Do the leaders of professional hockey need to spend some time in the penalty box? It might seem so based on a report in the New York Times that the National Hockey League, as it battles its own players in court over the harms caused by repetitive head injuries, is adopting the dubious legal playbook used by pro football, Big Tobacco and Big Sugar.
The $4-billion-a-year NHL, it seems, has taken off its mitts, thrown them on the ice, and is throwing blows to challenge the ever-mounting, evidence-based research that finds that concussions are detrimental to brain health and can lead to the disease known as chronic traumatic encephalopathy or CTE.
The National Football League, after years of CTE denial, including efforts to undercut its medical science and to attack its researchers, conceded that repeated head trauma harmed its players, and pro football settled with them for more than $1 billion.
Hit with a similar class-action lawsuit, the NHL is demanding reams of scientific data and other materials from Boston University researchers who are among the leaders in studies about head trauma. Pro hockey, hitting low, also insists that it needs detailed information, including interviews and the legally protected identities of anonymous athletes who donated their brains for scientific study.
Although NHL lawyers say this voluminous disclosure is necessary to establish the credibility of CTE research, experts outside the case call it harassment and a legal distraction. They say these are familiar tactics that Big Tobacco pioneered to try to forestall court losses over its bad conduct.
I’ve written about how the NFL tried to pull some fast ones to undercut concussion research, and how Big Sugar, emulating Big Tobacco, has gotten caught paying elite researchers to point fingers away from sugar and toward saturated fats as a significant health harm.

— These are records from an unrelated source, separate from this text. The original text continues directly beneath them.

//! tutorgrade-report — Writers for saved tutoring reports.

pub mod json;
pub mod text;

/// File name stem shared by every report format: `tutoring_report_<exam>_<student>`.
///
/// Path separators and control characters in the student name become `_`.
pub fn report_stem(exam_id: i64, student_name: &str) -> String {
    let safe: String = student_name
        .trim()
        .chars()
        .map(|c| {
            if c.is_control() || matches!(c, '/' | '\\' | ':' | '*' | '?' | '"' | '<' | '>' | '|')
            {
                '_'
            } else {
                c
            }
        })
        .collect();
    format!("tutoring_report_{exam_id}_{safe}")
}
// src/pipeline/snoop.rs

//! Batch orchestrator.
//!
//! Drives one fetch -> classify -> extract -> scan -> report cycle per URL,
//! sequentially. A failure at fetch or extract skips that URL; the batch
//! always continues.

use std::io::Write;

use crate::models::{ExtractionStrategy, ScanSelection};
use crate::services::{Fetch, extractor, reporter, scanner};
use crate::storage::StagingDir;

/// Summary of a batch run.
#[derive(Debug, Default, PartialEq, Eq)]
pub struct BatchOutcome {
    /// URLs that entered the pipeline
    pub processed: usize,
    /// Blank input entries skipped before the pipeline
    pub skipped: usize,
    /// URLs that failed at fetch or extract
    pub failures: usize,
}

/// Process every URL in sequence, reporting to standard output.
pub async fn run(
    fetcher: &dyn Fetch,
    staging: &StagingDir,
    urls: &[String],
    selection: &ScanSelection,
) -> BatchOutcome {
    run_with_output(fetcher, staging, urls, selection, &mut std::io::stdout()).await
}

/// Process every URL in sequence, reporting to the given sink.
///
/// Each URL's staged resource is released when its cycle ends, on every exit
/// path. No aggregate summary is written; the outcome is returned for
/// logging and tests.
pub async fn run_with_output(
    fetcher: &dyn Fetch,
    staging: &StagingDir,
    urls: &[String],
    selection: &ScanSelection,
    out: &mut dyn Write,
) -> BatchOutcome {
    let mut outcome = BatchOutcome::default();

    for raw_url in urls {
        let url = raw_url.trim();
        if url.is_empty() {
            outcome.skipped += 1;
            continue;
        }

        let _ = writeln!(out, "Processing URL: {}", url);
        outcome.processed += 1;

        let resource = match fetcher.fetch(url, staging).await {
            Ok(resource) => resource,
            Err(e) => {
                let _ = writeln!(out, "Failed to download the file: {}", e);
                outcome.failures += 1;
                continue;
            }
        };

        let strategy = ExtractionStrategy::classify(url);
        log::debug!("Classified {} as {:?}", url, strategy);

        let text = match extractor::extract(&resource, strategy) {
            Ok(text) => text,
            Err(e) => {
                let _ = writeln!(out, "Failed to extract text from the file: {}", e);
                outcome.failures += 1;
                continue;
            }
        };

        let results = scanner::scan(&text, selection);
        reporter::write_to(out, &results);
    }

    outcome
}
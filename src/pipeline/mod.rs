// src/pipeline/mod.rs

//! Pipeline entry point for batch snooping.

mod snoop;

pub use snoop::{BatchOutcome, run, run_with_output};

In my practice, I see the tragic consequences that result from brain and spinal cord injuries. I’ve said before that it’s saddening to see professional sports, which young people worship and try to model themselves after, fight and fail to protect their own beloved athletes to protect their franchises and a buck. Head trauma is a serious issue. Sports that fail to reckon with its consequences may simply be imperiling their own future. They need to protect their players, from the past, now, and in the future.